# What you should do
Figure out how many lines in these records contain "Serialize". Only the number belongs in the reply.
== Given entries
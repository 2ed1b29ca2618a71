//! Volume access for the recovery engine.
//!
//! The engine only depends on the minimal chain-walk contract:
//! per-cluster reads by explicit address and allocation-table lookups.
//! Boot-sector and partition-table decoding belong to the external
//! scanner, which hands the resulting geometry over in the scan
//! manifest.
//!
//! FATX allocation-table entry values (16-bit entries shifted down to
//! the same ranges):
//! - 0x00000000: free cluster
//! - 0x00000001-0xFFFFFFF6: next cluster in chain
//! - 0xFFFFFFF7: bad cluster
//! - 0xFFFFFFF8-0xFFFFFFFF: end of chain

use std::collections::HashMap;
use std::fs::File;
use std::path::Path;

use anyhow::{Context, Result};
use byteorder::{ByteOrder, LittleEndian};
use memmap2::{Mmap, MmapOptions};
use serde::{Deserialize, Serialize};

use crate::error::RecoveryError;

/// First data cluster on a FATX volume. Cluster 0 is reserved; the data
/// area starts at cluster 1.
pub const FIRST_DATA_CLUSTER: u32 = 1;

/// Free-cluster marker.
pub const FAT_ENTRY_FREE: u32 = 0x0000_0000;
/// Bad-cluster marker.
pub const FAT_ENTRY_BAD: u32 = 0xFFFF_FFF7;
/// End-of-chain marker lower bound (32-bit entries).
pub const FAT_ENTRY_EOC_MIN: u32 = 0xFFFF_FFF8;
/// End-of-chain marker lower bound (16-bit entries).
const FAT16_EOC_MIN: u16 = 0xFFF8;
/// Bad-cluster marker (16-bit entries).
const FAT16_BAD: u16 = 0xFFF7;

/// Allocation-table lookup result for one cluster.
#[derive(Debug, Clone, Copy, PartialEq, Eq)]
pub enum ChainLink {
    /// The chain continues at this cluster.
    Next(u32),
    /// End of chain, or a link the table cannot vouch for (free, bad,
    /// out of range).
    End,
}

/// Read-only view of a FATX volume, addressed by cluster number.
///
/// Every read names its cluster explicitly; there is no shared cursor,
/// so concurrent read-only users need no additional locking.
pub trait Volume {
    /// Volume-wide allocation unit size in bytes.
    fn bytes_per_cluster(&self) -> u32;

    /// Total number of data clusters.
    fn total_clusters(&self) -> u32;

    /// Read one full cluster (`bytes_per_cluster` bytes).
    fn read_cluster(&self, cluster: u32) -> Result<Vec<u8>, RecoveryError>;

    /// Allocation-table lookup for the cluster following `cluster`.
    fn next_cluster(&self, cluster: u32) -> ChainLink;
}

/// Volume geometry as supplied by the external scanner.
#[derive(Debug, Clone, Serialize, Deserialize)]
pub struct VolumeGeometry {
    pub bytes_per_cluster: u32,
    pub total_clusters: u32,
    /// Byte offset of the allocation table within the image.
    pub fat_offset: u64,
    /// Allocation-table entry width in bits: 16 or 32, depending on the
    /// volume's cluster count.
    pub fat_entry_width: u8,
    /// Byte offset of the first data cluster within the image.
    pub data_offset: u64,
}

/// A memory-mapped volume image with an externally supplied geometry.
///
/// The allocation table is decoded once at open time; 16-bit entries
/// are widened so chain lookups are uniform.
pub struct ImageVolume {
    _file: File,
    mmap: Mmap,
    geometry: VolumeGeometry,
    fat: Vec<u32>,
}

impl ImageVolume {
    /// Open a volume image. `geometry` comes from the scan manifest.
    pub fn open<P: AsRef<Path>>(path: P, geometry: VolumeGeometry) -> Result<Self> {
        let path = path.as_ref();
        let file = File::open(path).with_context(|| format!("opening image {}", path.display()))?;
        let mmap = unsafe { MmapOptions::new().map(&file)? };

        let fat = parse_fat(&mmap, &geometry)
            .with_context(|| format!("decoding allocation table of {}", path.display()))?;

        tracing::debug!(
            entries = fat.len(),
            bytes_per_cluster = geometry.bytes_per_cluster,
            "opened image volume"
        );

        Ok(ImageVolume {
            _file: file,
            mmap,
            geometry,
            fat,
        })
    }

    pub fn geometry(&self) -> &VolumeGeometry {
        &self.geometry
    }
}

impl Volume for ImageVolume {
    fn bytes_per_cluster(&self) -> u32 {
        self.geometry.bytes_per_cluster
    }

    fn total_clusters(&self) -> u32 {
        self.geometry.total_clusters
    }

    fn read_cluster(&self, cluster: u32) -> Result<Vec<u8>, RecoveryError> {
        if cluster < FIRST_DATA_CLUSTER || cluster > self.geometry.total_clusters {
            return Err(RecoveryError::ClusterOutOfRange {
                cluster,
                total: self.geometry.total_clusters,
            });
        }

        let size = self.geometry.bytes_per_cluster as usize;
        let start = self.geometry.data_offset as usize
            + (cluster - FIRST_DATA_CLUSTER) as usize * size;
        let end = start + size;

        if end > self.mmap.len() {
            return Err(RecoveryError::ShortImage { cluster });
        }

        Ok(self.mmap[start..end].to_vec())
    }

    fn next_cluster(&self, cluster: u32) -> ChainLink {
        if cluster < FIRST_DATA_CLUSTER || cluster as usize >= self.fat.len() {
            return ChainLink::End;
        }

        let entry = self.fat[cluster as usize];
        if entry == FAT_ENTRY_FREE || entry >= FAT_ENTRY_BAD {
            return ChainLink::End;
        }
        if entry < FIRST_DATA_CLUSTER || entry > self.geometry.total_clusters {
            return ChainLink::End;
        }

        ChainLink::Next(entry)
    }
}

/// Decode the allocation table. One entry per cluster, including the
/// reserved cluster 0, widened to u32 with end-of-chain normalized.
fn parse_fat(image: &[u8], geometry: &VolumeGeometry) -> Result<Vec<u32>> {
    let count = geometry.total_clusters as usize + 1;
    let entry_size = match geometry.fat_entry_width {
        16 => 2,
        32 => 4,
        other => anyhow::bail!("unsupported FAT entry width: {other} bits"),
    };

    let start = geometry.fat_offset as usize;
    let end = start + count * entry_size;
    if end > image.len() {
        anyhow::bail!(
            "allocation table extends past the end of the image ({} > {})",
            end,
            image.len()
        );
    }

    let raw = &image[start..end];
    let entries = match geometry.fat_entry_width {
        16 => raw
            .chunks_exact(2)
            .map(|chunk| widen_fat16(LittleEndian::read_u16(chunk)))
            .collect(),
        _ => raw
            .chunks_exact(4)
            .map(LittleEndian::read_u32)
            .collect(),
    };

    Ok(entries)
}

fn widen_fat16(entry: u16) -> u32 {
    match entry {
        FAT16_BAD => FAT_ENTRY_BAD,
        e if e >= FAT16_EOC_MIN => FAT_ENTRY_EOC_MIN,
        e => e as u32,
    }
}

/// In-memory volume backed by explicit cluster data and chain links.
///
/// The natural fixture for tests and for embedders that already hold
/// the relevant clusters in memory. Unlinked clusters read as zeroes;
/// chain links are not range-checked against `total_clusters`, so a
/// fixture can model tables that disagree with the declared geometry.
#[derive(Debug, Default)]
pub struct MemoryVolume {
    bytes_per_cluster: u32,
    total_clusters: u32,
    clusters: HashMap<u32, Vec<u8>>,
    links: HashMap<u32, u32>,
}

impl MemoryVolume {
    pub fn new(bytes_per_cluster: u32, total_clusters: u32) -> Self {
        MemoryVolume {
            bytes_per_cluster,
            total_clusters,
            clusters: HashMap::new(),
            links: HashMap::new(),
        }
    }

    /// Store cluster content. Shorter slices are zero-padded on read.
    pub fn put_cluster(&mut self, cluster: u32, data: impl Into<Vec<u8>>) {
        self.clusters.insert(cluster, data.into());
    }

    /// Record an allocation-table link `from -> to`. A cluster without
    /// an outgoing link is end-of-chain.
    pub fn link(&mut self, from: u32, to: u32) {
        self.links.insert(from, to);
    }
}

impl Volume for MemoryVolume {
    fn bytes_per_cluster(&self) -> u32 {
        self.bytes_per_cluster
    }

    fn total_clusters(&self) -> u32 {
        self.total_clusters
    }

    fn read_cluster(&self, cluster: u32) -> Result<Vec<u8>, RecoveryError> {
        if cluster < FIRST_DATA_CLUSTER || cluster > self.total_clusters {
            return Err(RecoveryError::ClusterOutOfRange {
                cluster,
                total: self.total_clusters,
            });
        }

        let mut data = self.clusters.get(&cluster).cloned().unwrap_or_default();
        data.resize(self.bytes_per_cluster as usize, 0);
        Ok(data)
    }

    fn next_cluster(&self, cluster: u32) -> ChainLink {
        match self.links.get(&cluster) {
            Some(&next) => ChainLink::Next(next),
            None => ChainLink::End,
        }
    }
}

#[cfg(test)]
mod tests {
    use super::*;

    #[test]
    fn test_memory_volume_reads_padded() {
        let mut vol = MemoryVolume::new(8, 4);
        vol.put_cluster(2, vec![0xAA, 0xBB]);

        let data = vol.read_cluster(2).unwrap();
        assert_eq!(data, vec![0xAA, 0xBB, 0, 0, 0, 0, 0, 0]);

        // Untouched clusters read as zeroes
        assert_eq!(vol.read_cluster(3).unwrap(), vec![0u8; 8]);
        assert!(vol.read_cluster(0).is_err());
        assert!(vol.read_cluster(5).is_err());
    }

    #[test]
    fn test_memory_volume_links() {
        let mut vol = MemoryVolume::new(8, 4);
        vol.link(1, 2);

        assert_eq!(vol.next_cluster(1), ChainLink::Next(2));
        assert_eq!(vol.next_cluster(2), ChainLink::End);
    }

    #[test]
    fn test_parse_fat16_widens_markers() {
        // Entries for clusters 0..=3: reserved, 1 -> 2, EOC, bad
        let raw: Vec<u8> = [0x0000u16, 0x0002, 0xFFFF, 0xFFF7]
            .iter()
            .flat_map(|e| e.to_le_bytes())
            .collect();

        let geometry = VolumeGeometry {
            bytes_per_cluster: 16,
            total_clusters: 3,
            fat_offset: 0,
            fat_entry_width: 16,
            data_offset: 8,
        };

        let fat = parse_fat(&raw, &geometry).unwrap();
        assert_eq!(fat, vec![FAT_ENTRY_FREE, 2, FAT_ENTRY_EOC_MIN, FAT_ENTRY_BAD]);
    }

    #[test]
    fn test_parse_fat_rejects_short_image() {
        let geometry = VolumeGeometry {
            bytes_per_cluster: 16,
            total_clusters: 8,
            fat_offset: 0,
            fat_entry_width: 32,
            data_offset: 64,
        };

        assert!(parse_fat(&[0u8; 16], &geometry).is_err());
    }
}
====
# Response to this task
2